Plecos can live in a pond as long as the water conditions are suitable. However, it is important to note that not all species of plecos are suitable for living in ponds. Additionally, if the pond contains other fish species, ensure that plecos are compatible with them and won’t pose a threat.

How Big Will A Pleco Get In A 10 Gallon Tank?

Most common pleco types reach an adult size of 8 inches or 20 cm and would require a tank 30 gallons in size in order to accommodate them. Smaller species, such as the bristlenose pleco may reach sizes of 4-5 inches, but 10 gallons is still too small.

Can You Put A Pleco In A 20 Gallon Tank?

Small to medium-sized plecos do well in a 20-gallon tanks but it is important to research the particular species beforehand as some types may outgrow this their tank and require something larger if they reach lengths of 8 inches or more (such as common plecos).

How Big Will A Pleco Get In A 30 Gallon Tank?

The size of a pleco will depend on the species – most common types reach an adult size of 8 inches while some smaller types may stay closer to 4-5 inches. That being said, 30 gallons is usually large enough for many species of pleco as long as it includes ample hiding spots.

Do Plecos Really Clean Your Tank?

Yes, plecos help keep your tank clean by grazing on algae and other types of biofilms that accumulate on surfaces. While they don’t remove waste from the substrate like a filter does, they can help reduce the frequency of tank maintenance as well as improve water quality in the long run.

Do Plecos Need To Be Fed Everyday?

No, plecos typically only need to be fed every 2-3 days. It is important to feed them a variety of foods, including frozen/dehydrated foods meant for omnivorous fish, blanched vegetables, sinking pellets, and other fresh vegetables that are cleaned prior to feeding.

Do Plecos Like Sand Or Gravel?

Plecos prefer tanks with soft substrates such as sand or fine gravel as it allows them to easily graze on algae and biofilm covered surfaces. Coarser substrates, such as rough gravel, may cause irritation to their sensitive barbels (or modified mouthparts), which could eventually lead to harm or stress.

Do Plecos Really Need Driftwood?

While driftwood isn’t essential for a pleco tank, it is recommended since it provides hiding spots as well as helping maintain water parameters by leaching tannins into the water which make conditions more suitable for some species.

Do Plecos Only Eat Algae When Starving?

No, plecos typically feed on algae and other biofilms as their primary food source. While they may eat small amounts of meaty foods (such as small insects or freeze-dried shrimp) to supplement their diets.

Should I Feed My Pleco At Night?

It is best to feed plecos at night when they are more active and usually hungrier. This will help ensure that they get the necessary nutrients and energy they need while avoiding potential competition with other fish in the tank during daytime feeding.

Do Plecos Clean Glass?

Plecos will clean the glass in your tank as they try to eat the algae from it. However, this behavior can vary greatly between individuals depending on the breed and age, and they won’t be as efficient as you cleaning it yourself.
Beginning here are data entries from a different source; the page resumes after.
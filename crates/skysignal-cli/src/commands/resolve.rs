use skysignal_core::{ResolverConfig, SignalKind};
use tokio_util::sync::CancellationToken;

use crate::cli::ResolveArgs;
use crate::error::CliError;

use super::{build_resolver, parse_kind, CommandOutput};

pub async fn run(
    args: &ResolveArgs,
    config: ResolverConfig,
    cancel: &CancellationToken,
) -> Result<CommandOutput, CliError> {
    let kinds = requested_kinds(&args.kinds)?;
    let location = args.location.point()?;
    let resolver = build_resolver(config, true)?;

    let resolutions = resolver.resolve_all(&kinds, location, cancel).await;
    let absent = resolutions
        .iter()
        .filter(|resolution| resolution.is_absent())
        .map(|resolution| resolution.signal_kind)
        .collect();

    // A single kind prints the resolution itself, several print an array.
    let data = match resolutions.as_slice() {
        [single] => serde_json::to_value(single)?,
        many => serde_json::to_value(many)?,
    };
    Ok(CommandOutput { data, absent })
}

fn requested_kinds(raw: &[String]) -> Result<Vec<SignalKind>, CliError> {
    if raw.iter().any(|kind| kind.eq_ignore_ascii_case("all")) {
        return Ok(SignalKind::ALL.to_vec());
    }

    let mut kinds = Vec::with_capacity(raw.len());
    for name in raw {
        let kind = parse_kind(name)?;
        if !kinds.contains(&kind) {
            kinds.push(kind);
        }
    }
    Ok(kinds)
}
Should I Let My Pleco Eat Dead Fish?

Don’t let your pleco eat dead fish as the toxins released from decomposition can lead to serious health problems for your pet. Dead fish can carry bacteria and parasites that can be harmful to your pleco and can also cause water quality issues in your aquarium.

Can You Keep A Single Pleco?

You can keep plecos alone, and oftentimes this is preferred due to how large they can grow, as well as the increased risk of aggression occurring when there’s more than one pleco in the tank.

What Are The Disadvantages Of Keeping A Pleco?

The biggest disadvantage of keeping a pleco is how big they grow. If your tank isn’t big enough, they’ll quickly outgrow it which will stress them out. Apart from this, they’re great additions to any tank!


I hope you found this article helpful in understanding exactly how to care for your pleco. As you can see, providing a healthy environment for your pleco is relatively easy as long as you keep up with regular maintenance and follow the guidelines we’ve outlined.

Remember, plecos can be long-lived fish, so taking care of them properly is important for their well-being. With a little effort, you can enjoy the company of your pleco for years to come!